Thursday, October 30, 2014

American Horror Story: Coven by Ryan Murphy and Brad Falchuk - FX, 2013 (TVMA)




Exploring humankind's unsettling capacity for evil, this darkly twisted drama plays upon the power of supernatural fears and everyday horrors. Each season brings back familiar faces, but they're playing different characters in an all-new setting.
Coven tells the secret history of witches and witchcraft in America. Over 300 years have passed since the turbulent days of the Salem witch trials and those who managed to escape are now facing extinction. Mysterious attacks have been escalating against their kind and young girls are being sent away to a special school in New Orleans to learn how to protect themselves. Wrapped up in the turmoil is new arrival, Zoe, who is harboring a terrifying secret of her own. Alarmed by the recent aggression, Fiona, the long-absent Supreme, sweeps back into town determined to protect the Coven and hell bent on decimating anyone who gets in her way.

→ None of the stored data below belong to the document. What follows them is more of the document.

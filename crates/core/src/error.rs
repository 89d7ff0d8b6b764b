//! Unified error types for mediagate.
//!
//! Messages carry a stable code prefix so log lines and HTTP error bodies
//! can be grepped by category.

use tokio_rusqlite::rusqlite;

/// Unified error type shared by the cache, the origin client and the server.
#[derive(Debug, thiserror::Error)]
pub enum Error {
    /// Invalid input parameters (e.g., an empty source).
    #[error("INVALID_INPUT: {0}")]
    InvalidInput(String),

    /// Invalid or unsupported URL.
    #[error("INVALID_URL: {0}")]
    InvalidUrl(String),

    /// Metadata store operation failed.
    #[error("CACHE_ERROR: {0}")]
    Database(tokio_rusqlite::Error),

    /// Migration failed to apply.
    #[error("CACHE_ERROR: migration failed: {0}")]
    MigrationFailed(String),

    /// Object store I/O failed.
    #[error("STORAGE_ERROR: {0}")]
    Storage(#[from] std::io::Error),

    /// A local object name that would escape the object store directory.
    #[error("STORAGE_ERROR: invalid object name: {0}")]
    InvalidObjectName(String),

    /// Network or protocol failure talking to the origin.
    #[error("UPSTREAM_ERROR: {0}")]
    UpstreamFetch(String),

    /// Origin answered with a non-success status.
    #[error("UPSTREAM_STATUS: {0}")]
    UpstreamStatus(u16),

    /// Origin body exceeded the caller's byte limit.
    #[error("FETCH_TOO_LARGE: {0}")]
    FetchTooLarge(String),

    /// Payload could not be encoded or decoded.
    #[error("PAYLOAD_ERROR: {0}")]
    Payload(#[from] serde_json::Error),

    /// The resolver gave a definitive failure for a source.
    #[error("RESOLVE_FAILED: {0}")]
    ResolveFailed(String),
}

impl Error {
    /// True for failures that originate at the remote endpoint.
    pub fn is_upstream(&self) -> bool {
        matches!(self, Error::UpstreamFetch(_) | Error::UpstreamStatus(_))
    }
}

impl From<tokio_rusqlite::Error<Error>> for Error {
    fn from(err: tokio_rusqlite::Error<Error>) -> Self {
        match err {
            tokio_rusqlite::Error::Error(e) => e,
            tokio_rusqlite::Error::ConnectionClosed => Error::Database(tokio_rusqlite::Error::ConnectionClosed),
            tokio_rusqlite::Error::Close(c) => Error::Database(tokio_rusqlite::Error::Close(c)),
            _ => Error::Database(tokio_rusqlite::Error::ConnectionClosed),
        }
    }
}

impl From<tokio_rusqlite::Error<rusqlite::Error>> for Error {
    fn from(err: tokio_rusqlite::Error<rusqlite::Error>) -> Self {
        Error::Database(err)
    }
}

impl From<rusqlite::Error> for Error {
    fn from(err: rusqlite::Error) -> Self {
        Error::Database(tokio_rusqlite::Error::Error(err))
    }
}
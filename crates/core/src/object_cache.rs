//! Size-bounded LRU cache of downloaded media objects.
//!
//! Rows live in the metadata store, bytes in the [`ObjectStore`]. This type
//! keeps the two consistent: a row whose file is missing is purged on the
//! next lookup, and eviction removes the row even when the file delete fails.
//!
//! Entry lifecycle per URL:
//!
//! ```text
//! absent --put--> unverified --mark_verified--> verified
//!    ^                 |                            |
//!    +---- invalidate / clear_all / evict_lru ------+
//! ```

use std::collections::HashSet;
use std::path::PathBuf;
use std::sync::atomic::{AtomicI64, Ordering};

use chrono::{DateTime, Utc};
use serde::{Deserialize, Serialize};
use tokio::sync::Mutex;

use crate::Error;
use crate::cache::hash::object_local_name;
use crate::cache::{CacheDb, Download, format_timestamp};
use crate::config::AppConfig;
use crate::store::ObjectStore;

const MIB: f64 = 1024.0 * 1024.0;

/// Ceilings governing admission and eviction.
#[derive(Debug, Clone, Copy, PartialEq, Eq, Serialize, Deserialize)]
pub struct ObjectCacheLimits {
    /// Total bytes the cache may hold once an insertion completes.
    pub max_cache_bytes: u64,
    /// Largest object admitted into the cache.
    pub max_file_bytes: u64,
}

impl From<&AppConfig> for ObjectCacheLimits {
    fn from(config: &AppConfig) -> Self {
        Self { max_cache_bytes: config.max_cache_bytes, max_file_bytes: config.max_file_bytes }
    }
}

/// A cache hit or a freshly stored object.
#[derive(Debug, Clone, PartialEq, Eq)]
pub struct CachedObject {
    pub url: String,
    pub local_name: String,
    pub path: PathBuf,
    pub size_bytes: u64,
    pub verified: bool,
}

/// Outcome of an eviction pass.
#[derive(Debug, Clone, Copy, Default, PartialEq, Eq)]
pub struct EvictionReport {
    pub entries_evicted: u64,
    pub bytes_freed: u64,
}

/// Outcome of [`ObjectCache::clear_all`].
#[derive(Debug, Clone, Copy, Default, PartialEq, Eq, Serialize)]
pub struct ClearReport {
    pub files_deleted: u64,
    pub bytes_freed: u64,
}

/// Snapshot of cache occupancy, shaped for the stats endpoint.
#[derive(Debug, Clone, PartialEq, Serialize)]
pub struct CacheStats {
    pub total_files: u64,
    pub verified_files: u64,
    pub unverified_files: u64,
    pub total_bytes: u64,
    pub total_mb: f64,
    pub max_cache_mb: f64,
    pub max_file_mb: f64,
}

/// Round a byte count to megabytes with two decimals.
pub fn bytes_to_mb(bytes: u64) -> f64 {
    (bytes as f64 / MIB * 100.0).round() / 100.0
}

/// Strictly increasing access timestamps.
///
/// Two touches in the same microsecond would otherwise tie and make LRU
/// order depend on URL ordering instead of access order.
#[derive(Debug, Default)]
struct AccessClock {
    last_micros: AtomicI64,
}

This third season has a lot of interesting elements, but in the end, it feels a little too light, there is nothing about the characters that helps us empathize, feel that the story is coherent. It feels like some sort of Harry Potter with all the voodoo culture of the South packed together. We forget about the neighbors, the Beowulf, and even most of the witches are not as relevant. Somehow, also, the empathy for Evan Peters is limited to his performance of an irrelevant character. Jamie Brewer is great but same happens to her, because the meaninglessness of her existence in the script. The freshness come from the new cast made of Angela Bassett, Kathy Bates and most of all Gabourey Sidibe, although somehow, they are simplistic and exaggerated. The only characters that are somehow intriguing are the ones performed by Denis O'Hare and Sarah Paulson, still with an expected outcome. Jessica Lange's characters are now a continuous performance of the same, but simplified more and more. Anyway, the third season is always a more challenging one, and they pulled it off ok.

Currently watching Season 4: Freak Show. Will keep you posted.

with Frances Conroy, Jessica Lange (Tootsie, The Vow), Sarah Paulson (Game Change, Mud), Emma Roberts (We're the Millers), Evan Peters, Lily Rabe (All Good Things), Taissa Farmiga, Jamie Brewer, Denis O'Hare (The Normal Heart, Dallas Buyers Club, True Blood, Milk, Duplicity, Michael Clayton), Angela Bassett (This Means War), Kathy Bates (Valentine's Day), Gabourey Sidibe (Tower Heist, Precious), Patti LuPone, Danny Huston (The Congress, Hitchcock, You Don't Know Jack, Robin Hood, The Conspirator), Stevie Nicks

Read more about
Season 1: Murder House
Season 2: Asylum

watch trailer:

Sunday, October 26, 2014

American Horror Story: Asylum by Ryan Murphy and Brad Falchuk - FX, 2012 (TVMA)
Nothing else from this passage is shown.